- Records from a data collection -

|---|

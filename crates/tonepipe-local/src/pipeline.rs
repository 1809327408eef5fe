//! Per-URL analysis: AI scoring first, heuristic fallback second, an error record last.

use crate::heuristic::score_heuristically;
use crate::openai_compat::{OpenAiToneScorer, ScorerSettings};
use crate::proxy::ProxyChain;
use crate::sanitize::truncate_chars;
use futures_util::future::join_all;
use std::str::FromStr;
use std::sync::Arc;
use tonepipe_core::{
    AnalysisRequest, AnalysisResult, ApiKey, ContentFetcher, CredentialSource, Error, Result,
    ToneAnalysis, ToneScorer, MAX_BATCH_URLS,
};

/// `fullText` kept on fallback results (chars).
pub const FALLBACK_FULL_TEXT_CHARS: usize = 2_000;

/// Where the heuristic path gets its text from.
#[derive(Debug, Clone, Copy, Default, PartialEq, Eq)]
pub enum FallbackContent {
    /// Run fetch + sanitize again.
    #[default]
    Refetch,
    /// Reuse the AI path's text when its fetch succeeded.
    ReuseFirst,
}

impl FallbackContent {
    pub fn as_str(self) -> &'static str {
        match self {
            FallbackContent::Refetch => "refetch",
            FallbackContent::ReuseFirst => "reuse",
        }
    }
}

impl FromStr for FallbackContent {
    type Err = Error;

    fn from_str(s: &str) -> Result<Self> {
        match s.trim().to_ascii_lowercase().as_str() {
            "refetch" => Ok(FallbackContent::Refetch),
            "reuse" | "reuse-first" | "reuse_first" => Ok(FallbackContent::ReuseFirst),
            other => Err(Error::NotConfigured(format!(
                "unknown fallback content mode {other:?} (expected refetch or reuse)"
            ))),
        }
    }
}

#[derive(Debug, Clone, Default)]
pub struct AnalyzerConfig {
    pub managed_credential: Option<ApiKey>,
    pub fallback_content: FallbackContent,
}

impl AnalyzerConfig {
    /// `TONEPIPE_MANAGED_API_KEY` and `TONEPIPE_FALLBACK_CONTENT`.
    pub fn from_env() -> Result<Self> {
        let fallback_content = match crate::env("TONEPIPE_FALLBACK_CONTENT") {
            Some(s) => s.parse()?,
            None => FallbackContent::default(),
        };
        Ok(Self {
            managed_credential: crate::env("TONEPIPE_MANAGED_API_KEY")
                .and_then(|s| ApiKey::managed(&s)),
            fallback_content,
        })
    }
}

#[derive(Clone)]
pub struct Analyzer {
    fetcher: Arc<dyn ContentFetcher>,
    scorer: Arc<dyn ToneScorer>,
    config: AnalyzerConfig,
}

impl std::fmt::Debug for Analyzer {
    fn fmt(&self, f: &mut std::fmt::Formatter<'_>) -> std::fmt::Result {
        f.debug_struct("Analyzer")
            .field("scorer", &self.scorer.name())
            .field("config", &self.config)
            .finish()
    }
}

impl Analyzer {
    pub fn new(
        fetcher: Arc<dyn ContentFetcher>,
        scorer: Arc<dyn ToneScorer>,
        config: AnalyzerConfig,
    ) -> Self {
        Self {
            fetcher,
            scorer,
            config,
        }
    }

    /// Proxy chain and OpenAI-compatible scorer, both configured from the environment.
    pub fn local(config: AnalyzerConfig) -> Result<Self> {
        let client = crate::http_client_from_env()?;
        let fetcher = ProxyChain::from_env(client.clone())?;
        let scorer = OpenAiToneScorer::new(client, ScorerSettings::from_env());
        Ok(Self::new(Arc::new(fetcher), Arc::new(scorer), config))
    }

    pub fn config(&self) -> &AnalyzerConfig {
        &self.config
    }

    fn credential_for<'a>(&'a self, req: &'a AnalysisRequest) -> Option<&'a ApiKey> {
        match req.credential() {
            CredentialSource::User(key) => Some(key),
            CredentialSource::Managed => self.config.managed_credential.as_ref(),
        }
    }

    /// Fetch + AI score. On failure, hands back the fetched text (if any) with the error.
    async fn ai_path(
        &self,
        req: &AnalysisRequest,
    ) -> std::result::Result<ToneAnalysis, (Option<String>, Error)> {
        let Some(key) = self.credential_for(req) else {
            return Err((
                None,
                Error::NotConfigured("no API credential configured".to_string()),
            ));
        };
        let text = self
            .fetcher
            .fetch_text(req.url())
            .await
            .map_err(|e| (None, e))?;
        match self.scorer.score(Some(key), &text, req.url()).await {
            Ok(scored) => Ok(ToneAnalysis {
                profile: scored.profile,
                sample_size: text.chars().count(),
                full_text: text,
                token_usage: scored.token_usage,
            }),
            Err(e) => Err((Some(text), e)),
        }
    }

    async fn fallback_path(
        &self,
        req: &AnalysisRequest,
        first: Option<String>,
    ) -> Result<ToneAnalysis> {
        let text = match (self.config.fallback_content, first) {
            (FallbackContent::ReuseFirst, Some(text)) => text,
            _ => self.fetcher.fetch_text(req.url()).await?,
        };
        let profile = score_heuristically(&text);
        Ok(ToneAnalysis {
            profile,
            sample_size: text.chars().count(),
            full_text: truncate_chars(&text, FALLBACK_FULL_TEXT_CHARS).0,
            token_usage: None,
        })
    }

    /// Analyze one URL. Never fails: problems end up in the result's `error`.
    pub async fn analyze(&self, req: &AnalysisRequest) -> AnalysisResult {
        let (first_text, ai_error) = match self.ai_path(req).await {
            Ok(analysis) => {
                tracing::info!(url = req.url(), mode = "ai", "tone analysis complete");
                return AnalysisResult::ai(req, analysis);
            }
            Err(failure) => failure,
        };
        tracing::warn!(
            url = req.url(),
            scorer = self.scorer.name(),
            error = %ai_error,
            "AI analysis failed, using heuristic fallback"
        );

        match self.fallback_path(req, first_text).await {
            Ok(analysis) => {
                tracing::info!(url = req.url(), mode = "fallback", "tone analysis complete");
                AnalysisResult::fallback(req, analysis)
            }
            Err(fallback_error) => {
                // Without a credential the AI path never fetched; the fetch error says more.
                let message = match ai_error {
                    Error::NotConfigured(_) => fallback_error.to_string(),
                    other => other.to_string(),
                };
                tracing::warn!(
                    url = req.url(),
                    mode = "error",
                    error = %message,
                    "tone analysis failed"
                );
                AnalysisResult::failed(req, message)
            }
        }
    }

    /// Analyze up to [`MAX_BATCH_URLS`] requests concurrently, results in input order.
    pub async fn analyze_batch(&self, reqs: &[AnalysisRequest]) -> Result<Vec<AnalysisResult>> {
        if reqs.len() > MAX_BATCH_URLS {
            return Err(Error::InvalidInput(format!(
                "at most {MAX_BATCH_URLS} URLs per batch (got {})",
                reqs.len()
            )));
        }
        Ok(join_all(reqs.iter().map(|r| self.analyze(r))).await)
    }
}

|---|

- How to complete this task -
Set out exactly the run of lines that begins at the line holding "analysis failed, using" and ends at the last line of the data.

- Task output -
            "AI analysis failed, using heuristic fallback"
        );

        match self.fallback_path(req, first_text).await {
            Ok(analysis) => {
                tracing::info!(url = req.url(), mode = "fallback", "tone analysis complete");
                AnalysisResult::fallback(req, analysis)
            }
            Err(fallback_error) => {
                // Without a credential the AI path never fetched; the fetch error says more.
                let message = match ai_error {
                    Error::NotConfigured(_) => fallback_error.to_string(),
                    other => other.to_string(),
                };
                tracing::warn!(
                    url = req.url(),
                    mode = "error",
                    error = %message,
                    "tone analysis failed"
                );
                AnalysisResult::failed(req, message)
            }
        }
    }

    /// Analyze up to [`MAX_BATCH_URLS`] requests concurrently, results in input order.
    pub async fn analyze_batch(&self, reqs: &[AnalysisRequest]) -> Result<Vec<AnalysisResult>> {
        if reqs.len() > MAX_BATCH_URLS {
            return Err(Error::InvalidInput(format!(
                "at most {MAX_BATCH_URLS} URLs per batch (got {})",
                reqs.len()
            )));
        }
        Ok(join_all(reqs.iter().map(|r| self.analyze(r))).await)
    }
}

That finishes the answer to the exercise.